::: MATERIAL TO PROCESS

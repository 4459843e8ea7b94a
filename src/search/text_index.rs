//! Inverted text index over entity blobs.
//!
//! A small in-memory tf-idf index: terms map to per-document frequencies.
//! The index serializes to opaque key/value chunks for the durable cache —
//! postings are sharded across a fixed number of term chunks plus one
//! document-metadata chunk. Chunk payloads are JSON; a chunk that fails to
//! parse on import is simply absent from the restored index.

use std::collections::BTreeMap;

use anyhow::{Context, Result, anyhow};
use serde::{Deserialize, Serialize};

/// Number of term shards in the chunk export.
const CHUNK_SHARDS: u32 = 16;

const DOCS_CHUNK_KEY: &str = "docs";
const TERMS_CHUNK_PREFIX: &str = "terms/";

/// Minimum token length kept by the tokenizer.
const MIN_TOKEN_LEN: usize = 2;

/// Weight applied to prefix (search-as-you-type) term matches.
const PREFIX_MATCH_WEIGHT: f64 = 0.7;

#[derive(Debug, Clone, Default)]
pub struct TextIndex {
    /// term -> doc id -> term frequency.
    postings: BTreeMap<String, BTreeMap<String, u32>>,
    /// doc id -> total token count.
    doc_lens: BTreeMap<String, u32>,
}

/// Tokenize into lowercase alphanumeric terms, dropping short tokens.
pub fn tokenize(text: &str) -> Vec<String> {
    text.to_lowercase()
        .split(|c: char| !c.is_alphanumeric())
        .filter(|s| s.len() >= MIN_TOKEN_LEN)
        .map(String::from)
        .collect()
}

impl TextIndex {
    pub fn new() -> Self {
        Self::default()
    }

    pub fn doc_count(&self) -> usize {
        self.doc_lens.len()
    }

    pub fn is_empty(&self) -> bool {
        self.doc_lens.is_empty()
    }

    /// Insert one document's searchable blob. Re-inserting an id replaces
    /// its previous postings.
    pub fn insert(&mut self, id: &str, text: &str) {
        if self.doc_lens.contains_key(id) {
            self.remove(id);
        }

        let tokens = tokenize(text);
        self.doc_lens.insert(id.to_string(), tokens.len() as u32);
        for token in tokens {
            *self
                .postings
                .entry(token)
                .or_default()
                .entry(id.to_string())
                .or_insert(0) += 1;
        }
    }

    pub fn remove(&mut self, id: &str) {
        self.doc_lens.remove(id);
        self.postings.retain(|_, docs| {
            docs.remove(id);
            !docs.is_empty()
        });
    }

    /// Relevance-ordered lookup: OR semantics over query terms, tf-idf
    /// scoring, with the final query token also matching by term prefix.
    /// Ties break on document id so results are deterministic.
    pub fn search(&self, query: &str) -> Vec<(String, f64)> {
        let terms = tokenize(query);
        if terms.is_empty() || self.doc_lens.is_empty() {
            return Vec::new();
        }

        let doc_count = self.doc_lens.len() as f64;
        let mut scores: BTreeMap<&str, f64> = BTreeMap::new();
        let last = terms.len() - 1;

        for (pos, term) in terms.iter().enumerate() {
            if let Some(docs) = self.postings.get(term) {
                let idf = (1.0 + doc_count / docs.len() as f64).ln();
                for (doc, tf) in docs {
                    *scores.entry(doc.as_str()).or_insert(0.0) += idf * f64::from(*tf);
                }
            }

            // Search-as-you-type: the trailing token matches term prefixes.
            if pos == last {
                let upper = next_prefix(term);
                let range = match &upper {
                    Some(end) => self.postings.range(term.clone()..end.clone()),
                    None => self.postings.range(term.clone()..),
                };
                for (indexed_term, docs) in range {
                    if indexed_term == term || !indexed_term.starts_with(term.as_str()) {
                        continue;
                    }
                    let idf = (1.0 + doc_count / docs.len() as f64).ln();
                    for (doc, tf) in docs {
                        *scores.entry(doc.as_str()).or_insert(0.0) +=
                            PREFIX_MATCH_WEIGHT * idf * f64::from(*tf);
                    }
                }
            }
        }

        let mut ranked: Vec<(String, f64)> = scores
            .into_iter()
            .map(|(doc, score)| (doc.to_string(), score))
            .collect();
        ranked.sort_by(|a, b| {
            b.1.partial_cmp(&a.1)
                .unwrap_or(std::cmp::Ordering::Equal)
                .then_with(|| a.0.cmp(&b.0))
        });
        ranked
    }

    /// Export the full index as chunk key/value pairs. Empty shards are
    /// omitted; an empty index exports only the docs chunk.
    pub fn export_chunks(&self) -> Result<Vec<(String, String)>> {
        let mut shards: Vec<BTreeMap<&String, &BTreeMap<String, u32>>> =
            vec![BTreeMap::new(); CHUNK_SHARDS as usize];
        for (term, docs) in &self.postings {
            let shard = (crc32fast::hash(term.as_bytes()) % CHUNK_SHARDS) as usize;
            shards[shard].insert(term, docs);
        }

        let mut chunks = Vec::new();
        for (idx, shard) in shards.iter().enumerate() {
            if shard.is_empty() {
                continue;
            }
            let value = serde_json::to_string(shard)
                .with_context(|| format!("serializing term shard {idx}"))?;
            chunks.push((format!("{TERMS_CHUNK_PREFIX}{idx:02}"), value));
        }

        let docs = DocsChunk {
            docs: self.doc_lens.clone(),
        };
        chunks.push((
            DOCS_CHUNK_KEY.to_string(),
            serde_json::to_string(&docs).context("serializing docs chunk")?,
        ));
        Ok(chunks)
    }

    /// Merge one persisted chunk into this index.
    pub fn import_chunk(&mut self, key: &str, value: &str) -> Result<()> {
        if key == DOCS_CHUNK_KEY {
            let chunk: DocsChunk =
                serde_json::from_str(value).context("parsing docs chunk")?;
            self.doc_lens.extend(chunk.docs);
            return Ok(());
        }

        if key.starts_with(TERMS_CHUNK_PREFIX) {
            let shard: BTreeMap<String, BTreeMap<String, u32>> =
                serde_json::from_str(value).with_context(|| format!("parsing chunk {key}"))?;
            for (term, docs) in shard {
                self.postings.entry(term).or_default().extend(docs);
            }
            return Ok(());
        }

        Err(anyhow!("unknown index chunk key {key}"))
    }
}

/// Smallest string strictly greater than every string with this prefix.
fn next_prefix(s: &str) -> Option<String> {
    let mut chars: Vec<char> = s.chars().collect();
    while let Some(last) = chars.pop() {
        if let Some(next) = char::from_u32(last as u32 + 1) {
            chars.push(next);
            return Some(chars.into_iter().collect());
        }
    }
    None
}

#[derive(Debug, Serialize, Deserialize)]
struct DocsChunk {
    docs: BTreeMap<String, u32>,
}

::::::
::: MATERIAL TO PROCESS

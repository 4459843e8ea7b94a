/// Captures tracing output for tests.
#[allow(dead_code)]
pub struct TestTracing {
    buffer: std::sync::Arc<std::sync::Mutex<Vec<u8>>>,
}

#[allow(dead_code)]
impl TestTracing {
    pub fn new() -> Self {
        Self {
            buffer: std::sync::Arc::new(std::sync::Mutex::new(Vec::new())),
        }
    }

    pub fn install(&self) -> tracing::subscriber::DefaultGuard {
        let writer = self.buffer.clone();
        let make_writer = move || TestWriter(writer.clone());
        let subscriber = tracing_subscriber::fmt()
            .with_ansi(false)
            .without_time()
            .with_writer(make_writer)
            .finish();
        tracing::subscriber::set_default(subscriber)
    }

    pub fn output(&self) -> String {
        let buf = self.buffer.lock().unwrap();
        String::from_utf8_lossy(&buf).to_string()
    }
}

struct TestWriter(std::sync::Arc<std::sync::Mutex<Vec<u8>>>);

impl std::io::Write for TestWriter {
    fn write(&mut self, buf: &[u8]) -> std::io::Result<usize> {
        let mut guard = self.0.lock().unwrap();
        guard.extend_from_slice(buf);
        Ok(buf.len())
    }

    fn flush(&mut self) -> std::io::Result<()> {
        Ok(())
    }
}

::::::

### EXERCISE GOAL
Output the lines above exactly, but only those between the line holding "dropping short tokens." and the line holding "if let Some(docs)", inclusive.

### FINISHED EXERCISE
/// Tokenize into lowercase alphanumeric terms, dropping short tokens.
pub fn tokenize(text: &str) -> Vec<String> {
    text.to_lowercase()
        .split(|c: char| !c.is_alphanumeric())
        .filter(|s| s.len() >= MIN_TOKEN_LEN)
        .map(String::from)
        .collect()
}

impl TextIndex {
    pub fn new() -> Self {
        Self::default()
    }

    pub fn doc_count(&self) -> usize {
        self.doc_lens.len()
    }

    pub fn is_empty(&self) -> bool {
        self.doc_lens.is_empty()
    }

    /// Insert one document's searchable blob. Re-inserting an id replaces
    /// its previous postings.
    pub fn insert(&mut self, id: &str, text: &str) {
        if self.doc_lens.contains_key(id) {
            self.remove(id);
        }

        let tokens = tokenize(text);
        self.doc_lens.insert(id.to_string(), tokens.len() as u32);
        for token in tokens {
            *self
                .postings
                .entry(token)
                .or_default()
                .entry(id.to_string())
                .or_insert(0) += 1;
        }
    }

    pub fn remove(&mut self, id: &str) {
        self.doc_lens.remove(id);
        self.postings.retain(|_, docs| {
            docs.remove(id);
            !docs.is_empty()
        });
    }

    /// Relevance-ordered lookup: OR semantics over query terms, tf-idf
    /// scoring, with the final query token also matching by term prefix.
    /// Ties break on document id so results are deterministic.
    pub fn search(&self, query: &str) -> Vec<(String, f64)> {
        let terms = tokenize(query);
        if terms.is_empty() || self.doc_lens.is_empty() {
            return Vec::new();
        }

        let doc_count = self.doc_lens.len() as f64;
        let mut scores: BTreeMap<&str, f64> = BTreeMap::new();
        let last = terms.len() - 1;

        for (pos, term) in terms.iter().enumerate() {
            if let Some(docs) = self.postings.get(term) {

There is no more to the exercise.